Depressione e neuroscienze – Introduzione alla Psicologia

Nel trattamento della depressione è importante indurre anche piccoli cambiamenti nella vita delle persone perché è così possibile facilitare alcune modificazioni sull’attività neurotrasmettitoriale e cambiamenti positivi a livello neurale che si traducono in un miglioramento della qualità della vita.

Realizzato in collaborazione con la Sigmund Freud University, Università di Psicologia a Milano

Messaggio pubblicitario San Giorgio fino al 15 Luglio La depressione è una patologia caratterizzata da umore depresso e anedonia. Per il depresso tutto sembra aver perso valore e significato e la vita stessa non merita di essere più vissuta, prevale un senso di disperazione, vuoto, mancanza di piacere e motivazione nel fare le cose che prima destavano interesse e soddisfazione, scarsa energia e stanchezza. Le persone depresse, spesso lamentano anche problemi legati al sonno e all’appetito, scarsa concentrazione, e si sentono in un vortice di pensieri autovalutativi negativi e ripetitivi (ruminazione): si crea una sorta di spirale di pensieri a contenuto negativo, volti a raggiungere un picco di tristezza che, nel lungo periodo, diventa una condizione permanente. Quindi, la mente è bloccata in un turbinio di pensieri ricorsivi e svalutativi dai quali difficilmente si riesce a uscire in maniera autonoma.

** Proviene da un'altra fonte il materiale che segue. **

//! Boundaries to the presentation layer. Rendering, dialogs and the system
//! clipboard live outside this crate and plug in through these traits.

use chrono::NaiveDate;

/// Free-text input dialog.
pub trait NotePrompt {
    /// Asks for note text for `date`. `None` means the user cancelled.
    /// `error` carries the message from a rejected previous attempt.
    fn request_text(&mut self, date: NaiveDate, error: Option<&str>) -> Option<String>;
}

/// Yes/no question.
pub trait Confirm {
    fn confirm(&mut self, title: &str, message: &str) -> bool;
}

pub trait Clipboard {
    fn set_text(&mut self, label: &str, text: &str);
}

Neuroscienze e depressione

Da un punto di vista neuropsicologico le aree principalmente coinvolte nella depressione sono 
le aree prefrontale, il cingolo anteriore e il sistema limbico, collegati da una serie di circuiti a essi correlati (Beevers, 2005).

La corteccia prefrontale è principalmente coinvolta nell’esecuzione delle funzioni superiori e nel controllo degli impulsi. Studi di neuroimaging rilevano che nella corteccia frontale dei depressi vi sia meno densità gliale (Havekes & Abel, 2017; Samara et al, 2018). Inoltre, la parte orbitofrontale laterale risulta essere esclusa dal meccanismo delle gratificazione determinando, di conseguenza, il senso di perdita e di delusione vissuti dai depressi. Questa area essendo anche coinvolta nel processamento della percezione di se stessi, nel depresso genera il senso di perdita personale e la scarsa autostima (Disner, Beevers, Haigh, & Beck, 2011).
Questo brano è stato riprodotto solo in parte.